-- Opening Marker --

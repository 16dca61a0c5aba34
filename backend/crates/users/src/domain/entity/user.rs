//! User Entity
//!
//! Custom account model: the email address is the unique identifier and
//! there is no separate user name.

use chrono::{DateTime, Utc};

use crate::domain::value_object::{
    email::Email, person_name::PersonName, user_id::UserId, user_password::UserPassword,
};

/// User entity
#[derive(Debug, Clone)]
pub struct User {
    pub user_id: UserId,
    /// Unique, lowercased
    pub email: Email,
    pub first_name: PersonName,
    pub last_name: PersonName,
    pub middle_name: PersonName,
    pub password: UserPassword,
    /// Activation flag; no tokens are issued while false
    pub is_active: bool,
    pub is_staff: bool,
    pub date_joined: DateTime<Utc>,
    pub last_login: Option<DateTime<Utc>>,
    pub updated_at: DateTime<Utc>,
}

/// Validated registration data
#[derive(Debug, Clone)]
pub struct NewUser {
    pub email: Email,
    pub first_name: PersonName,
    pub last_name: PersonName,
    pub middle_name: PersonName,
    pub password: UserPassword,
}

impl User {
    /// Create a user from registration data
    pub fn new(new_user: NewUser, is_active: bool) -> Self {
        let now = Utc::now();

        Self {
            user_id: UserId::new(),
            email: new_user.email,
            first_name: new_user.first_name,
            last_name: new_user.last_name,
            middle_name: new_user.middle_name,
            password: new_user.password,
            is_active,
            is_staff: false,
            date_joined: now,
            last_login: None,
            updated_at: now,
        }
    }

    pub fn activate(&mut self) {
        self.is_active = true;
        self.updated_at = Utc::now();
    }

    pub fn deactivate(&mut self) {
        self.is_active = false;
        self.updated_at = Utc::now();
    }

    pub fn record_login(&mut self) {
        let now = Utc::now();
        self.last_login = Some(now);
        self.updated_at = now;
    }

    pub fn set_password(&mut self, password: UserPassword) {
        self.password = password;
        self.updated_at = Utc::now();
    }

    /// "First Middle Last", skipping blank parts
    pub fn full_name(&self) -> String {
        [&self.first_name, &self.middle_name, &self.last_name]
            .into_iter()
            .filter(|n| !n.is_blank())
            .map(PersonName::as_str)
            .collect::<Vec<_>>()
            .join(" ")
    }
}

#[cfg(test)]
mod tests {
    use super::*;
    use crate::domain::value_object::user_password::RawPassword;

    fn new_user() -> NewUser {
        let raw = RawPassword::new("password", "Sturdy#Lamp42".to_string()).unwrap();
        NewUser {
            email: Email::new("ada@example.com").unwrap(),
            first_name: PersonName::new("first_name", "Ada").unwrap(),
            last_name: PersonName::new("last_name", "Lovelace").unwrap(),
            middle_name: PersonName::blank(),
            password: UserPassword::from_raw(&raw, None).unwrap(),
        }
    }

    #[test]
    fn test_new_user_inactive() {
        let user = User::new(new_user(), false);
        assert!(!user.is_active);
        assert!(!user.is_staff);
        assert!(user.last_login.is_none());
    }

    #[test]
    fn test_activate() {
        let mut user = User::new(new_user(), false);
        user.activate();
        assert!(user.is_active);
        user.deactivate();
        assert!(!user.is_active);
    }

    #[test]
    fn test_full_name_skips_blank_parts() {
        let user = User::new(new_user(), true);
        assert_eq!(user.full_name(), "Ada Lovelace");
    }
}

-- Closing Marker --
-- Opening Marker --

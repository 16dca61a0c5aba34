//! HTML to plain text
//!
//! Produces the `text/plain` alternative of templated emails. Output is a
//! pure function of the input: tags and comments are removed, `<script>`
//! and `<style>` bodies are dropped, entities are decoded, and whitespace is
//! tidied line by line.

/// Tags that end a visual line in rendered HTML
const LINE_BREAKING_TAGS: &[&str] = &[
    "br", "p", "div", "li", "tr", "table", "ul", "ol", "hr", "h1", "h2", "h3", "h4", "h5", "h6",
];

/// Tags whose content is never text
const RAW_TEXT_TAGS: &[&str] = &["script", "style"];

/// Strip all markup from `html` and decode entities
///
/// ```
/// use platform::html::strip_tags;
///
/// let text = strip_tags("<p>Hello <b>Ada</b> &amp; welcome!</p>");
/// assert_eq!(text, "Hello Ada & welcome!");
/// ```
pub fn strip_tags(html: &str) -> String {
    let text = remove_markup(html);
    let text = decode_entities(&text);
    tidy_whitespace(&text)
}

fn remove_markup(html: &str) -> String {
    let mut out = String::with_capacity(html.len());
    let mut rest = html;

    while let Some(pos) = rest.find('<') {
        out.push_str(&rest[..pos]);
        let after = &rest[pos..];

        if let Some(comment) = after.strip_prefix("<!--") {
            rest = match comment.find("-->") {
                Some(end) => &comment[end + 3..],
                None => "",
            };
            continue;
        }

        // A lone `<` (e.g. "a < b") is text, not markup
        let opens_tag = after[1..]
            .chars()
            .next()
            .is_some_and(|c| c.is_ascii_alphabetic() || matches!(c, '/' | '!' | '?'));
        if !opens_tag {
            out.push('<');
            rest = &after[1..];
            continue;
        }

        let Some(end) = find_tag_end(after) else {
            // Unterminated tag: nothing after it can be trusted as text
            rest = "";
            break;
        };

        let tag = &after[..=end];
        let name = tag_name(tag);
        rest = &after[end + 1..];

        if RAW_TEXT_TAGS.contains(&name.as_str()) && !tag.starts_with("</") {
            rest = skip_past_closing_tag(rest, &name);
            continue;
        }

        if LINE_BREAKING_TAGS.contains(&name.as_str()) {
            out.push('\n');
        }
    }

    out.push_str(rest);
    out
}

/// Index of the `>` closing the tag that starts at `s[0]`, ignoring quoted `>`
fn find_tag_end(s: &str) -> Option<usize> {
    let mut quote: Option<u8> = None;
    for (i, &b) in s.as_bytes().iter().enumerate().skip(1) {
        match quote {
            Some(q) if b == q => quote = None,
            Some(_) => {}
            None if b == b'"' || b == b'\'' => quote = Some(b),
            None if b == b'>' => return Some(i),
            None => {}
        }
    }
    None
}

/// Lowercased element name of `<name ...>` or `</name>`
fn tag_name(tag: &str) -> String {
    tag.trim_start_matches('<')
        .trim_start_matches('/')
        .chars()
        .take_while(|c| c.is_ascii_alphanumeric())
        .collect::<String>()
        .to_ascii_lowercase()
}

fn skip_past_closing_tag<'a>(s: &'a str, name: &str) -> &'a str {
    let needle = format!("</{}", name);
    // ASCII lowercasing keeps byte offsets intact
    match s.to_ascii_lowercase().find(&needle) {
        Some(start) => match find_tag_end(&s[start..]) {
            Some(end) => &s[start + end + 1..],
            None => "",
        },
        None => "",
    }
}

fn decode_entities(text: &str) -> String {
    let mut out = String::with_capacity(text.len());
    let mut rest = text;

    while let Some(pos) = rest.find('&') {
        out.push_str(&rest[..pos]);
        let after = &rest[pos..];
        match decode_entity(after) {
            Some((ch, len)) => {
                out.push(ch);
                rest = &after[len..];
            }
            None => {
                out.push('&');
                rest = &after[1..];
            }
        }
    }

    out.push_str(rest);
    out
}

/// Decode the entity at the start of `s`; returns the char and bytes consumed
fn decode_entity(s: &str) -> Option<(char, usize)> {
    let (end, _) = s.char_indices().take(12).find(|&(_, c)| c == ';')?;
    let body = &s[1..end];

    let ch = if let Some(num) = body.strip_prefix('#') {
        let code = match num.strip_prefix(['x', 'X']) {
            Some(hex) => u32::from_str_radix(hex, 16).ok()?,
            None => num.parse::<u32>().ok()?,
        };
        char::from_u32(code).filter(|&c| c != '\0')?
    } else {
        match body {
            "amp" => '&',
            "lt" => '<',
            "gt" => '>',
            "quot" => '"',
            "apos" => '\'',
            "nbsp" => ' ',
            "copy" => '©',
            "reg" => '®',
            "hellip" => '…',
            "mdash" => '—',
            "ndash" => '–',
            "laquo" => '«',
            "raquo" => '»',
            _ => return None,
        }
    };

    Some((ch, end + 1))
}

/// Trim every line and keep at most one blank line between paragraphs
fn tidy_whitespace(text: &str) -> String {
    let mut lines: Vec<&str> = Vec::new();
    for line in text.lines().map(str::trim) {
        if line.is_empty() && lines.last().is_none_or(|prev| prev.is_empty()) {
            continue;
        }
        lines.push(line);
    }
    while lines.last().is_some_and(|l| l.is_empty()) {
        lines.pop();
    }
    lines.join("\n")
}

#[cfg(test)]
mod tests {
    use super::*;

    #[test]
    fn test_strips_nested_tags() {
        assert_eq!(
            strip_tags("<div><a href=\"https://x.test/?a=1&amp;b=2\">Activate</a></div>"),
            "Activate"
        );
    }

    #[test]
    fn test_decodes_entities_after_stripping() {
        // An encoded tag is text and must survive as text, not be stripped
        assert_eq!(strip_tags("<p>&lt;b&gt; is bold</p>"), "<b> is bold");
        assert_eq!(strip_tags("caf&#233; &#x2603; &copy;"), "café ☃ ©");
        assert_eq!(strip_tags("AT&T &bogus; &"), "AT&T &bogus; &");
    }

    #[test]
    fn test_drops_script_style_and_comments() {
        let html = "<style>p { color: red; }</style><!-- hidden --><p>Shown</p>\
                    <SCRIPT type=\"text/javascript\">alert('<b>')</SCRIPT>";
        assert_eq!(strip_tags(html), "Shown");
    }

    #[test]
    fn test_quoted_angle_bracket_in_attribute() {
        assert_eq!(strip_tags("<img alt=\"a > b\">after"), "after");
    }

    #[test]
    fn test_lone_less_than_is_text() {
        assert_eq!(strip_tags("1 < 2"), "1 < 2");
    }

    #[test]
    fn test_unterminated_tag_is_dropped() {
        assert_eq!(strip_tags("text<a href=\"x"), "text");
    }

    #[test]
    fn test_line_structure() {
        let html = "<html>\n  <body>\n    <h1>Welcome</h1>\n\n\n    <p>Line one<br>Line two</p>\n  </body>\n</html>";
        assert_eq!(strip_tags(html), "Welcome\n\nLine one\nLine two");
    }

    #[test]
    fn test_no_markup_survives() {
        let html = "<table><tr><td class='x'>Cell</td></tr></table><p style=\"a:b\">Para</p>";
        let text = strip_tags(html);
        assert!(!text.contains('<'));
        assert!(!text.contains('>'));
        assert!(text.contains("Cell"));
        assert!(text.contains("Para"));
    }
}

-- Closing Marker --
-- Opening Marker --

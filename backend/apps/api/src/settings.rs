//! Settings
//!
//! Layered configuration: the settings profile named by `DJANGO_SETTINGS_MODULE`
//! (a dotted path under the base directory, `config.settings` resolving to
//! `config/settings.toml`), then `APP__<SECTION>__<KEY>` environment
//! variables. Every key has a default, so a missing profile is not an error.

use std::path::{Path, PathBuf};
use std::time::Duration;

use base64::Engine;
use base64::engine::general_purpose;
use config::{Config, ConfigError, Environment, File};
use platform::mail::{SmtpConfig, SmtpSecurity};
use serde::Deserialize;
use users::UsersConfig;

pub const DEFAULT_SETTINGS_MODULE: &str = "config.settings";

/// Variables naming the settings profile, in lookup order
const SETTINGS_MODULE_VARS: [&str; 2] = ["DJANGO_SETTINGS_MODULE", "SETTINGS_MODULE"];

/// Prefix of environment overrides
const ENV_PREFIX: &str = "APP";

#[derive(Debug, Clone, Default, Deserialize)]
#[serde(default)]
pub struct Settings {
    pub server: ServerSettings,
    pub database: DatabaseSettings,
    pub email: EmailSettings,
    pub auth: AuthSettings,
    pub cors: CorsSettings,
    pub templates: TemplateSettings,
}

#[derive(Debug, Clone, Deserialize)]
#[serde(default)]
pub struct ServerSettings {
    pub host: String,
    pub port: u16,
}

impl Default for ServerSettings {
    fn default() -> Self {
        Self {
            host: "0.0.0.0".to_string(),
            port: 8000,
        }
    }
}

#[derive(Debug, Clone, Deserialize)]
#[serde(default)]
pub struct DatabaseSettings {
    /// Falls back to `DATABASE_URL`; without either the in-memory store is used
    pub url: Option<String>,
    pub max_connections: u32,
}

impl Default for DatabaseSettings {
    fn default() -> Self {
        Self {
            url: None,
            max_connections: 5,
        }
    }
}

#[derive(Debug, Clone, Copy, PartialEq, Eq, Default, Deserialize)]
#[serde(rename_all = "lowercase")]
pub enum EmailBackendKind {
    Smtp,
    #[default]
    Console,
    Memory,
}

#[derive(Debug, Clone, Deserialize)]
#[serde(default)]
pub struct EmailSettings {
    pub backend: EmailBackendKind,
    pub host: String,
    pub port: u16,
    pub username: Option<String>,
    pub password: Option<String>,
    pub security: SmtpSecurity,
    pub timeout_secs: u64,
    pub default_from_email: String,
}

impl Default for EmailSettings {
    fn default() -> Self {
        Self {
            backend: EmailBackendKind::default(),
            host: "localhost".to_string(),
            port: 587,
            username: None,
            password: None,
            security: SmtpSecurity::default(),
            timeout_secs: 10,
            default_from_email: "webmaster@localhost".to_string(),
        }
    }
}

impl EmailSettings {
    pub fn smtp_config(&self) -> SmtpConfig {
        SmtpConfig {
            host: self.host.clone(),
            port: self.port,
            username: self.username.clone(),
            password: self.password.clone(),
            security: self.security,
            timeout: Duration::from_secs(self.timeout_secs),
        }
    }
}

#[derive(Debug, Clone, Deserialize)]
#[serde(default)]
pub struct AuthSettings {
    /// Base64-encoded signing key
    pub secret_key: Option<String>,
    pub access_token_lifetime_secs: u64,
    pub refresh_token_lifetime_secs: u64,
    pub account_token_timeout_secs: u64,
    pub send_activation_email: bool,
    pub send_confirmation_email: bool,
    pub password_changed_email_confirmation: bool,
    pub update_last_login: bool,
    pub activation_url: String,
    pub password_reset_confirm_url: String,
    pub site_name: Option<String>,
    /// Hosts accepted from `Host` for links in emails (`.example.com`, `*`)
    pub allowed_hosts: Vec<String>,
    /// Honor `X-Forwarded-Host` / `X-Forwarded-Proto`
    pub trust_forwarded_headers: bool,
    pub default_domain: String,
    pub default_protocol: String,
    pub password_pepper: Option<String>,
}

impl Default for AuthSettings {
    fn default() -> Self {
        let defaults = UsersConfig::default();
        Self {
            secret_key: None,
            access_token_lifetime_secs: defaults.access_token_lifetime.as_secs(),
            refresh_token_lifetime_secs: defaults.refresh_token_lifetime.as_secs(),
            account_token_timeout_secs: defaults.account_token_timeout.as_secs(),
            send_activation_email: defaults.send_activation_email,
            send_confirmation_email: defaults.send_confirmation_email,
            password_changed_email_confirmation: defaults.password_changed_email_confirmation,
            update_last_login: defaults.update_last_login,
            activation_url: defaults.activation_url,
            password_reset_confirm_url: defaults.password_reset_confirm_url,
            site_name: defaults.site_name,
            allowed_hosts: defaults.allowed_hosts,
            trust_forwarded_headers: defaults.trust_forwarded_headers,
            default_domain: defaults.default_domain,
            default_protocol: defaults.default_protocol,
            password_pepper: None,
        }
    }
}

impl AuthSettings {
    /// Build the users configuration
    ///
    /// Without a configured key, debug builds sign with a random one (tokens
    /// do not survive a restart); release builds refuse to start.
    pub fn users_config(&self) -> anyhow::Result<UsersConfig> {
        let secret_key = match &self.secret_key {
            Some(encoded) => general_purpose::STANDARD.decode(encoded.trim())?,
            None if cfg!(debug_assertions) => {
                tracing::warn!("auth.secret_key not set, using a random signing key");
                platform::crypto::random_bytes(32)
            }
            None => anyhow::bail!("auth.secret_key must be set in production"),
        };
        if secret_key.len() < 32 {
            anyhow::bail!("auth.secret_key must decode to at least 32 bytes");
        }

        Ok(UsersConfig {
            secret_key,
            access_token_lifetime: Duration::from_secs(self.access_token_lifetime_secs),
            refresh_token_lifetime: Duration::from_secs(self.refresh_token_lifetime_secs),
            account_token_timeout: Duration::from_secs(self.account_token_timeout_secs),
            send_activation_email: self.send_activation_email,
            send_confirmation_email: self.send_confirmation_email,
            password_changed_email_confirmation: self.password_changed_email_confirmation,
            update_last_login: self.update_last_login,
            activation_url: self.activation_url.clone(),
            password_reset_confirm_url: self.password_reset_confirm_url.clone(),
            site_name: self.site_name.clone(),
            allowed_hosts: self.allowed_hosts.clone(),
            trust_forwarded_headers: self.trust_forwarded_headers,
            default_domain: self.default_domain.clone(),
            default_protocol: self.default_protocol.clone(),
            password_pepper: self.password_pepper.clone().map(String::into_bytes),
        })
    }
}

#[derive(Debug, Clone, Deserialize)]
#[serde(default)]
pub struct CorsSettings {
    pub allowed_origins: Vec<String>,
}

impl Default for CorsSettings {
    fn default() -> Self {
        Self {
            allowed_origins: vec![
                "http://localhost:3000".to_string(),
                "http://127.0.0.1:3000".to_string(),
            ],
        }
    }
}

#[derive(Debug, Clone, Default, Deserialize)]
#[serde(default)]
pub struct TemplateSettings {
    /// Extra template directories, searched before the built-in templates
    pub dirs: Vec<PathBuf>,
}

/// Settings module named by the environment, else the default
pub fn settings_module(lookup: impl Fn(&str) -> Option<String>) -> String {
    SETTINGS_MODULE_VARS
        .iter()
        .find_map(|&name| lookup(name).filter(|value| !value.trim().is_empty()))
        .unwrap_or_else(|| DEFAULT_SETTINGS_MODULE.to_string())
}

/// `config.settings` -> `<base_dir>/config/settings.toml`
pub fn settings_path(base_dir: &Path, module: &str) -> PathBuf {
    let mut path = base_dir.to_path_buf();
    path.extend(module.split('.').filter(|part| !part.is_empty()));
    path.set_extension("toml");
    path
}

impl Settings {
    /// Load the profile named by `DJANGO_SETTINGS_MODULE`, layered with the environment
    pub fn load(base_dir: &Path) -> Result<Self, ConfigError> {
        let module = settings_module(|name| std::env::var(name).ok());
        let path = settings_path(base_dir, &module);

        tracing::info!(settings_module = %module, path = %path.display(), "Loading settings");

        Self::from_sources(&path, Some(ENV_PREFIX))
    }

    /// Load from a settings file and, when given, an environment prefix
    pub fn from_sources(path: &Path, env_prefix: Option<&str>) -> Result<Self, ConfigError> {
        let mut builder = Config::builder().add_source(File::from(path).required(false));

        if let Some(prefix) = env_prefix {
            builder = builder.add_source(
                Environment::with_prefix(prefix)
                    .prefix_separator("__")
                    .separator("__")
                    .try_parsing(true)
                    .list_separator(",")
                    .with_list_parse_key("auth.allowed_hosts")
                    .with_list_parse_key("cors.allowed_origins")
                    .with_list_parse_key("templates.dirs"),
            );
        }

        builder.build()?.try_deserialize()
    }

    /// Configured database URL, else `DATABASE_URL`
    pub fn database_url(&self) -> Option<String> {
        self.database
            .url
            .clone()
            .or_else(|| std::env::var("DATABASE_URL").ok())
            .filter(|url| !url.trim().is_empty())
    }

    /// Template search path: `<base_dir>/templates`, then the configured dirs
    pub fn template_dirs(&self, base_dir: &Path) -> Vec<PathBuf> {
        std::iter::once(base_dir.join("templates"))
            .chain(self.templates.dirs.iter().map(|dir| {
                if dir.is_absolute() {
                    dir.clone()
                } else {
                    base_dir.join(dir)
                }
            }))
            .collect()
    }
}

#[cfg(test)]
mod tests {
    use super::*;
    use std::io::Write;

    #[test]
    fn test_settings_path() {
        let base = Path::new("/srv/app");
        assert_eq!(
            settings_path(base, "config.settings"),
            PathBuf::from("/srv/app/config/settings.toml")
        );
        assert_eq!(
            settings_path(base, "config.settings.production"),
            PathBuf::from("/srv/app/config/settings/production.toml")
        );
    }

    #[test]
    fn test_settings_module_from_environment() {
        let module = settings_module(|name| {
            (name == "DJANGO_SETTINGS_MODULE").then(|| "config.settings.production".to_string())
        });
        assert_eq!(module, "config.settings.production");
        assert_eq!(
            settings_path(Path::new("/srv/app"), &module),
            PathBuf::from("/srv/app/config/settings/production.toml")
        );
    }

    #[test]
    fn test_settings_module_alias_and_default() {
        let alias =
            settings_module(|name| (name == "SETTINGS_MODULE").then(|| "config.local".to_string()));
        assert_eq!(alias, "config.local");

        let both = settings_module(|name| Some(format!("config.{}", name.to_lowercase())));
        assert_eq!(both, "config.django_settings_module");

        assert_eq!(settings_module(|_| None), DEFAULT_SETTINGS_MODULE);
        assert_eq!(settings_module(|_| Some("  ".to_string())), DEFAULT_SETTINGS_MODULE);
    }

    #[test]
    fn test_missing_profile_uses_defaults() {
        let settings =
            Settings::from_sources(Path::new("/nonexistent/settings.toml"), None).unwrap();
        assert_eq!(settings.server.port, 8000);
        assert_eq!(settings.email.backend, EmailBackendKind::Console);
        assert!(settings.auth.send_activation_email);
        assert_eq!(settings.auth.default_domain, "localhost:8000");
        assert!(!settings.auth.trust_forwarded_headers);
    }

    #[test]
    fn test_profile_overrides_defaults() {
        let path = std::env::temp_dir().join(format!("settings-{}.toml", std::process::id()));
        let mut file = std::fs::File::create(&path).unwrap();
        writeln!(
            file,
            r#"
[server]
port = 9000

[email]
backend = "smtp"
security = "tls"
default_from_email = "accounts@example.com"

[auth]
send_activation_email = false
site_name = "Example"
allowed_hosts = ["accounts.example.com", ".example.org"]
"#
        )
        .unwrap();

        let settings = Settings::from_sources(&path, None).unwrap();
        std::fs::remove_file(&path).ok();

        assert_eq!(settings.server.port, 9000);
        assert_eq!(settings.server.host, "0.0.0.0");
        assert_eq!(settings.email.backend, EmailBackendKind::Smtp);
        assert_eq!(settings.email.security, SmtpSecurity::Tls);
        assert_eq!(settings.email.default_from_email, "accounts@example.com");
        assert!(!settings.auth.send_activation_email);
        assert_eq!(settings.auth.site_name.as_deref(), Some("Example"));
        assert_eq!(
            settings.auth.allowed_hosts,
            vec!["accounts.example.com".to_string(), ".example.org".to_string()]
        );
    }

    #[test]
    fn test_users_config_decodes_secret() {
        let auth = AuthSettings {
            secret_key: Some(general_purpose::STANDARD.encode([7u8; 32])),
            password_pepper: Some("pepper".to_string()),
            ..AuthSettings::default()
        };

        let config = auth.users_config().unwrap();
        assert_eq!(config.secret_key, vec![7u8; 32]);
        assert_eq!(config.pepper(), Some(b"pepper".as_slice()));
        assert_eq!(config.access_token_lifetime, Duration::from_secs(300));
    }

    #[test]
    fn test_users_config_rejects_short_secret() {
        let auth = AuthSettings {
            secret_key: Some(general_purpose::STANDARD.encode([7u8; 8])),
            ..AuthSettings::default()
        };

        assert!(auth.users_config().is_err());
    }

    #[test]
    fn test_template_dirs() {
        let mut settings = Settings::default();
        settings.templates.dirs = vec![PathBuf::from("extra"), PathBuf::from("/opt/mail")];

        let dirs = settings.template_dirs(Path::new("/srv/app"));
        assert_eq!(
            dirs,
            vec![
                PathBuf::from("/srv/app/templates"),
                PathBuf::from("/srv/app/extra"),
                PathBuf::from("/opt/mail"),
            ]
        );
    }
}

-- Closing Marker --

_Required work_
Find every line in the records above that contains the word "TemplateSettings", and copy each one.

_Exercise answer_
    pub templates: TemplateSettings,
pub struct TemplateSettings {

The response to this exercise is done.